Canadian Forest Service Publications
Pinus banksiana (Picea mariana) / Kalmia angustifolium (Rhododendron groenlandicum) / Cladina spp. Jack Pine (Black Spruce) / Sheep Laurel (Common Labrador Tea) / Reindeer Lichens. 2016. Baldwin, K.B.; Chapman, K. ; Saucer, J.-P. Great Lakes Forestry Centre, Sault Ste. Marie, Ontario. Association CNVC00201. 10p.

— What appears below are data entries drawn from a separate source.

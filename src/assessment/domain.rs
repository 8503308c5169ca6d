use serde::{Deserialize, Serialize};
use std::fmt;
use thiserror::Error;

/// Highest option index a questionnaire item can report (five ordinal options).
pub const MAX_ANSWER_VALUE: u8 = 4;

/// Scored tag attached to a single questionnaire item.
#[derive(Debug, Clone, Copy, PartialEq, Eq, Hash, PartialOrd, Ord, Serialize, Deserialize)]
#[serde(rename_all = "snake_case")]
pub enum Category {
    Interest,
    Personality,
    Motivation,
    CognitiveStyle,
    Aptitude,
    Prerequisite,
    DomainKnowledge,
    Will,
    Skill,
    Cognitive,
    Ability,
    RealWorld,
}

impl Category {
    pub const fn ordered() -> [Self; 12] {
        [
            Self::Interest,
            Self::Personality,
            Self::Motivation,
            Self::CognitiveStyle,
            Self::Aptitude,
            Self::Prerequisite,
            Self::DomainKnowledge,
            Self::Will,
            Self::Skill,
            Self::Cognitive,
            Self::Ability,
            Self::RealWorld,
        ]
    }

    /// Wire tag carried on an [`Answer`].
    pub const fn tag(self) -> &'static str {
        match self {
            Self::Interest => "interest",
            Self::Personality => "personality",
            Self::Motivation => "motivation",
            Self::CognitiveStyle => "cognitive_style",
            Self::Aptitude => "aptitude",
            Self::Prerequisite => "prerequisite",
            Self::DomainKnowledge => "domain_knowledge",
            Self::Will => "will",
            Self::Skill => "skill",
            Self::Cognitive => "cognitive",
            Self::Ability => "ability",
            Self::RealWorld => "real_world",
        }
    }

    pub const fn label(self) -> &'static str {
        match self {
            Self::Interest => "Interest",
            Self::Personality => "Personality Fit",
            Self::Motivation => "Motivation",
            Self::CognitiveStyle => "Cognitive Style",
            Self::Aptitude => "Aptitude",
            Self::Prerequisite => "Prerequisites",
            Self::DomainKnowledge => "Domain Knowledge",
            Self::Will => "Will",
            Self::Skill => "Skill",
            Self::Cognitive => "Cognitive Readiness",
            Self::Ability => "Ability to Learn",
            Self::RealWorld => "Real-World Alignment",
        }
    }

    /// Exact, case-sensitive lookup of a wire tag.
    pub fn from_tag(tag: &str) -> Option<Self> {
        Self::ordered()
            .into_iter()
            .find(|category| category.tag() == tag)
    }
}

impl fmt::Display for Category {
    fn fmt(&self, f: &mut fmt::Formatter<'_>) -> fmt::Result {
        f.write_str(self.tag())
    }
}

/// A single questionnaire response as supplied by the presentation layer.
///
/// `category` stays a raw tag: unknown tags are tolerated and simply never
/// match any aggregate.
#[derive(Debug, Clone, PartialEq, Eq, Serialize, Deserialize)]
pub struct Answer {
    #[serde(alias = "questionId")]
    pub question_id: String,
    pub value: i32,
    pub category: String,
}

impl Answer {
    pub fn new(question_id: impl Into<String>, value: i32, category: impl Into<String>) -> Self {
        Self {
            question_id: question_id.into(),
            value,
            category: category.into(),
        }
    }

    pub fn for_category(question_id: impl Into<String>, value: i32, category: Category) -> Self {
        Self::new(question_id, value, category.tag())
    }

    pub fn category(&self) -> Option<Category> {
        Category::from_tag(&self.category)
    }

    /// Returns the option index when it lies within `0..=MAX_ANSWER_VALUE`.
    pub fn checked_value(&self) -> Result<u8, AssessmentError> {
        u8::try_from(self.value)
            .ok()
            .filter(|value| *value <= MAX_ANSWER_VALUE)
            .ok_or_else(|| AssessmentError::ValueOutOfRange {
                question_id: self.question_id.clone(),
                value: self.value,
            })
    }
}

/// Ordered answer collection where a repeated question replaces the earlier answer
/// in place.
#[derive(Debug, Clone, Default, PartialEq, Eq)]
pub struct AnswerSheet {
    answers: Vec<Answer>,
}

impl AnswerSheet {
    pub fn new() -> Self {
        Self::default()
    }

    /// Records an answer, returning the one it replaced for the same question.
    pub fn record(&mut self, answer: Answer) -> Option<Answer> {
        match self
            .answers
            .iter_mut()
            .find(|existing| existing.question_id == answer.question_id)
        {
            Some(existing) => Some(std::mem::replace(existing, answer)),
            None => {
                self.answers.push(answer);
                None
            }
        }
    }

    pub fn answers(&self) -> &[Answer] {
        &self.answers
    }

    pub fn len(&self) -> usize {
        self.answers.len()
    }

    pub fn is_empty(&self) -> bool {
        self.answers.is_empty()
    }

    pub fn into_answers(self) -> Vec<Answer> {
        self.answers
    }
}

impl FromIterator<Answer> for AnswerSheet {
    fn from_iter<I: IntoIterator<Item = Answer>>(iter: I) -> Self {
        let mut sheet = Self::new();
        for answer in iter {
            sheet.record(answer);
        }
        sheet
    }
}

impl Extend<Answer> for AnswerSheet {
    fn extend<I: IntoIterator<Item = Answer>>(&mut self, iter: I) {
        for answer in iter {
            self.record(answer);
        }
    }
}

#[derive(Debug, Clone, PartialEq, Eq, Error)]
pub enum AssessmentError {
    #[error("answer to {question_id} has value {value}, expected 0..={max}", max = MAX_ANSWER_VALUE)]
    ValueOutOfRange { question_id: String, value: i32 },
}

Issued by: Great Lakes Forestry Centre
Catalog ID: 37522
Availability: PDF (download)
Plain Language Summary
The Canadian National Vegetation Classification (CNVC) is an ecological classification of natural and semi-natural Canadian vegetation. The classification is a hierarchical taxonomy, describing vegetation conditions at different levels of generalization from global to local. The purpose of the CNVC is to act as a “dictionary” of vegetation units with standardized names, specific definitions, and factsheet descriptions. All products will be published on the CNVC website (cnvc-cnvc.ca). Natural Resources Canada – CFS (GLFC) is leading the development of the forest and woodland component of the CNVC. Factsheets for CNVC (CFEC) forest types are being published in 2 series (English & French), using standardized templates and terminological conventions. Each factsheet contains information on vegetation and environmental characteristics of the type, as well as geographic distributions within Canada and linkages to similar provincial classifications that are used for forest management purposes. The CNVC provides a consistent framework for applying ecological knowledge of Canadian forests to land management, research, monitoring and reporting activities. It helps to establish Canada as a world leader in the use of ecosystem-based information for sustainable forest management, including both timber and non-timber values. A hierarchical classification is essential for relating ecological information between local, regional, national and international scales. The classification enhances the interpretive value of spatial information products (e.g., the National Forest Inventory) by linking them to ground-derived ecological attributes.